Task description> Would you copy each line of the data below that has "ConsoleSink"?

Data supplied Start Marker

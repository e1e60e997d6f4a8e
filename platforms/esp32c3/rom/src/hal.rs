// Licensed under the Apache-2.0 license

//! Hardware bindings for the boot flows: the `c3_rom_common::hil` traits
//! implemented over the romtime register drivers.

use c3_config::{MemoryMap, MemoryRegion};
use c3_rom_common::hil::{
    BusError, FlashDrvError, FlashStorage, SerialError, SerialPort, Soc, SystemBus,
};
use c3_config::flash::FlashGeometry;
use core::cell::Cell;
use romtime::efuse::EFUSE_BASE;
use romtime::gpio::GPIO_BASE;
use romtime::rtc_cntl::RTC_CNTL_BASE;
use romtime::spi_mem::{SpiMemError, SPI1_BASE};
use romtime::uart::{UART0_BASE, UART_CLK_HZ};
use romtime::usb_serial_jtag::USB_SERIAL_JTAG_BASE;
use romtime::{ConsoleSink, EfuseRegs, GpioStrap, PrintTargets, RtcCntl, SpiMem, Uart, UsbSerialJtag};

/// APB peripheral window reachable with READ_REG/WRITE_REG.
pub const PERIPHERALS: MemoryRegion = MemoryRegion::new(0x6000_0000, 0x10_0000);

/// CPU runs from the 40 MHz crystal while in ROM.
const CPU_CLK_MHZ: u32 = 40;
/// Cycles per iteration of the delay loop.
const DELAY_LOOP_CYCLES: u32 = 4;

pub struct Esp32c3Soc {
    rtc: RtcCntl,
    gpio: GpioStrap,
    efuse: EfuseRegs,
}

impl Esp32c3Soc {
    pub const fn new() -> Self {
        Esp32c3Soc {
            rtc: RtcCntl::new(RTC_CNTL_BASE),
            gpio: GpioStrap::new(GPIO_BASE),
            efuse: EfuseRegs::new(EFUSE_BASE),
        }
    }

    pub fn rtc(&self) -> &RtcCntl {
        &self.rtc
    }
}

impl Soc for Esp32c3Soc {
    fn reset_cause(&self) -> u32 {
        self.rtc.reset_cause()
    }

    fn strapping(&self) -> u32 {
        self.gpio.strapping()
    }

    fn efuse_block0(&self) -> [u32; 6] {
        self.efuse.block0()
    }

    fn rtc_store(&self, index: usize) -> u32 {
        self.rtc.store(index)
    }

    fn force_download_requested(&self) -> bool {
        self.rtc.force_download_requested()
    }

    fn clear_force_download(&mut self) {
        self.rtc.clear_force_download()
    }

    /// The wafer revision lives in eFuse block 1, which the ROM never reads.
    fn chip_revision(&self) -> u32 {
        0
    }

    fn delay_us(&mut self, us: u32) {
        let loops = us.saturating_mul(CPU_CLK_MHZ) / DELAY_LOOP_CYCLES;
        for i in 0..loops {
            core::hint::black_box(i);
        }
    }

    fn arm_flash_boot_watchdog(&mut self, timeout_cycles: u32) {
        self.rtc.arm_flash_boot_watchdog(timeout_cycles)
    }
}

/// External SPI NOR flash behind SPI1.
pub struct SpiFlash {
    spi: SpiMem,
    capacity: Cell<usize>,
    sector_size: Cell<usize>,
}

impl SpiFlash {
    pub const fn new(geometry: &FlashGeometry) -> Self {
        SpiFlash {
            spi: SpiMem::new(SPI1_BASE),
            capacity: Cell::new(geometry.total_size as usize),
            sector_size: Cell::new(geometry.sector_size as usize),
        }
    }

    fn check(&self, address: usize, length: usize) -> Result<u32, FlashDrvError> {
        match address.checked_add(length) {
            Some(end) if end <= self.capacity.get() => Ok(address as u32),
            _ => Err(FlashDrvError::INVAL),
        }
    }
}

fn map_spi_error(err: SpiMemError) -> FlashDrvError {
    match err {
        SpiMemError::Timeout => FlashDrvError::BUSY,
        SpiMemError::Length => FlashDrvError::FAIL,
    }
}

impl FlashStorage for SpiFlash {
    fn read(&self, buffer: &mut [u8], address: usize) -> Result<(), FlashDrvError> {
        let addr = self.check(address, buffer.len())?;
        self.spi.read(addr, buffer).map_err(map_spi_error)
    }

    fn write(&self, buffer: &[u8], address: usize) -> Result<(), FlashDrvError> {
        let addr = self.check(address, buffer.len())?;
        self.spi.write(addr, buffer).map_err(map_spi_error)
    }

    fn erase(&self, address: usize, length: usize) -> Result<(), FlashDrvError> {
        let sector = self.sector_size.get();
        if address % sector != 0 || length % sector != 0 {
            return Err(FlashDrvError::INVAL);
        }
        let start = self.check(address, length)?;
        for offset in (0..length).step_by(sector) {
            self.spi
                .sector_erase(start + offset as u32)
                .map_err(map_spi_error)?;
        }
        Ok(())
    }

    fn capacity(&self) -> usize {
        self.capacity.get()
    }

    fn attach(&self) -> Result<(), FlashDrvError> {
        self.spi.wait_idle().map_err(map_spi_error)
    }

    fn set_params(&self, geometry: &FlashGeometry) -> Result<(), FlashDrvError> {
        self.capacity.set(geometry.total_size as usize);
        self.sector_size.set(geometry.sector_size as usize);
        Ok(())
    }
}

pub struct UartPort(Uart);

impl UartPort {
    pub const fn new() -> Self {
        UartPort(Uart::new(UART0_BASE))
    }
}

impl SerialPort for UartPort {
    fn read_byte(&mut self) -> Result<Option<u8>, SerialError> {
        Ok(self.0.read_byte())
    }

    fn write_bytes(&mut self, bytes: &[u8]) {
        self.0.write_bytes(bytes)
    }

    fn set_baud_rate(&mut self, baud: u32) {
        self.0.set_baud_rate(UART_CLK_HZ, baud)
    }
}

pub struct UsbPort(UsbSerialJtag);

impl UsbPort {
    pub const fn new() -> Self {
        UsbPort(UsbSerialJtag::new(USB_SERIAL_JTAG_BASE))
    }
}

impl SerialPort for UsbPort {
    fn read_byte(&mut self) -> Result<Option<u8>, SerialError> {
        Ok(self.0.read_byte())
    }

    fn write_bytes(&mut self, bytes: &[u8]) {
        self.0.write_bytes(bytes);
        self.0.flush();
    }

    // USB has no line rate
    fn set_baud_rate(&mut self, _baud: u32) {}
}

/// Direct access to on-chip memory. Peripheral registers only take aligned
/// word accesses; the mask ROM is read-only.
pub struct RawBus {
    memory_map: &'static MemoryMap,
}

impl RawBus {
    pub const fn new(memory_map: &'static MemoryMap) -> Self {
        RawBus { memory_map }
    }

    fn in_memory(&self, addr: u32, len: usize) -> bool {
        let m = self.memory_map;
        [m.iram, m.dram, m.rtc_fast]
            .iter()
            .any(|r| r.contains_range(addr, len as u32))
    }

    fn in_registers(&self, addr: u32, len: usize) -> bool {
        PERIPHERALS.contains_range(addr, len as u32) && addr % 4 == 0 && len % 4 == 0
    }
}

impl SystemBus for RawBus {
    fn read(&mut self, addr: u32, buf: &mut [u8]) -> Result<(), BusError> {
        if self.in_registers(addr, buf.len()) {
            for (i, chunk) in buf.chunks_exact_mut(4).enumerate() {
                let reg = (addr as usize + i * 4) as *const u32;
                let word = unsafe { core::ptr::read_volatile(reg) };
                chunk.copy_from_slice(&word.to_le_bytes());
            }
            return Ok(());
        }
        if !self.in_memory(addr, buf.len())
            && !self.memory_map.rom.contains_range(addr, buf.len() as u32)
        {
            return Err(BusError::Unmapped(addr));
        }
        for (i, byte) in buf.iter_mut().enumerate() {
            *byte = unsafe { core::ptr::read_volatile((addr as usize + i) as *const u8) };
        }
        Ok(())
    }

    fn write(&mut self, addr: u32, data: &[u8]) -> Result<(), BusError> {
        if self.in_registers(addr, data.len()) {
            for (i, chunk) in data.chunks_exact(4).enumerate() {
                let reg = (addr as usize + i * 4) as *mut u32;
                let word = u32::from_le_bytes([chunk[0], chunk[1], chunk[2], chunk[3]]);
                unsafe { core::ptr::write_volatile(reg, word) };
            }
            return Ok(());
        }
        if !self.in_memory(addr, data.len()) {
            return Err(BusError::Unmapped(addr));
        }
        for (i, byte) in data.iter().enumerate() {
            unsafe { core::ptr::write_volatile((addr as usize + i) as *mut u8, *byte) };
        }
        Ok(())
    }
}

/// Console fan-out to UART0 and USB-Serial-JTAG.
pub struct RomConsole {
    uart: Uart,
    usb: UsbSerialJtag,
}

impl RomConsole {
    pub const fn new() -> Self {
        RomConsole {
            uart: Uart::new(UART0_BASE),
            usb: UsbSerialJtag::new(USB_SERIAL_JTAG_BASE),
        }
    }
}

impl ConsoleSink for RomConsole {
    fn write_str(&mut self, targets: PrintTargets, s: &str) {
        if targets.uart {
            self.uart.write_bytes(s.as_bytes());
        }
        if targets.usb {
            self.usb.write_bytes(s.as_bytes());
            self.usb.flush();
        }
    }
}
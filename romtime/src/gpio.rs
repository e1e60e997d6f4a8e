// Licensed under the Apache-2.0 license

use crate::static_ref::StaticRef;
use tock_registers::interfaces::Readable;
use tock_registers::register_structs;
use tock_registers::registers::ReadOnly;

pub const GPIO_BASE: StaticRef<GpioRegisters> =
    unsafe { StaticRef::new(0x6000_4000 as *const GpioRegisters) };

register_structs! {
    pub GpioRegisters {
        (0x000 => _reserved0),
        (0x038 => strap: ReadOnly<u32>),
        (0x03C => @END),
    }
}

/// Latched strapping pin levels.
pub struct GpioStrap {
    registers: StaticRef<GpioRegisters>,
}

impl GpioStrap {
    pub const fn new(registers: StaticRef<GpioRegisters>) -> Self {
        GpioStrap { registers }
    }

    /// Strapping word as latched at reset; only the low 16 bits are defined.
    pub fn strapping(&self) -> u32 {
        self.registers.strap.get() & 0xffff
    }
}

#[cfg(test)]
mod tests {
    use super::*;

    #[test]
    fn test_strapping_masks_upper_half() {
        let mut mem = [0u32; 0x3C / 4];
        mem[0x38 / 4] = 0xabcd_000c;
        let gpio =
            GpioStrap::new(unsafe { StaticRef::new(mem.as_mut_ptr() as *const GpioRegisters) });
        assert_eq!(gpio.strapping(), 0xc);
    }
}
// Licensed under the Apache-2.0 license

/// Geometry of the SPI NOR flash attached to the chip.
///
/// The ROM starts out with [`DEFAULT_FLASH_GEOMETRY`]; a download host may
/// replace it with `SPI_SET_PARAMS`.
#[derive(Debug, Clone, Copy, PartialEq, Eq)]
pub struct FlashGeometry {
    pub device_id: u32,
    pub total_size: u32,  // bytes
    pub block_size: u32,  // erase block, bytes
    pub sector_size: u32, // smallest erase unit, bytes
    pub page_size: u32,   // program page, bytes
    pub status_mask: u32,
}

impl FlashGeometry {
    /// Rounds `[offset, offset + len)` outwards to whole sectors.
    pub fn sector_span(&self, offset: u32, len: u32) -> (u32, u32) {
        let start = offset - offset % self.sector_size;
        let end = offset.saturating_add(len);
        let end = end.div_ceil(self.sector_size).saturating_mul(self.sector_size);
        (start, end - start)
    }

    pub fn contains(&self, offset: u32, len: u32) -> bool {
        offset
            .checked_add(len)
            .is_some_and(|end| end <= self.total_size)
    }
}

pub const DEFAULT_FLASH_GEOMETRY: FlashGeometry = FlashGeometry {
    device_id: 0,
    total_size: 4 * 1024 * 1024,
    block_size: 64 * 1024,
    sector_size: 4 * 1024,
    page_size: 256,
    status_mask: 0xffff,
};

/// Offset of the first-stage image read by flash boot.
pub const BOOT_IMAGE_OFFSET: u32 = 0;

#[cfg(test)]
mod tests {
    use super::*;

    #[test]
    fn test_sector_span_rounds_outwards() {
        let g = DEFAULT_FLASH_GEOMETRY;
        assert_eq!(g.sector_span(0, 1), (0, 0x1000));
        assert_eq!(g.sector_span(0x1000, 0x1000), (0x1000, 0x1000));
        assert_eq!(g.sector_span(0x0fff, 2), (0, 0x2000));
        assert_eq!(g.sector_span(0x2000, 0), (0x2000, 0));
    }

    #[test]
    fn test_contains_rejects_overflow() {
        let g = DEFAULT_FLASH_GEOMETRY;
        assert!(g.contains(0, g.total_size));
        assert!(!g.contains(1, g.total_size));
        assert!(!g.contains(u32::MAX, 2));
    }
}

Data supplied End Marker

Written response>
use romtime::{ConsoleSink, EfuseRegs, GpioStrap, PrintTargets, RtcCntl, SpiMem, Uart, UsbSerialJtag};
impl ConsoleSink for RomConsole {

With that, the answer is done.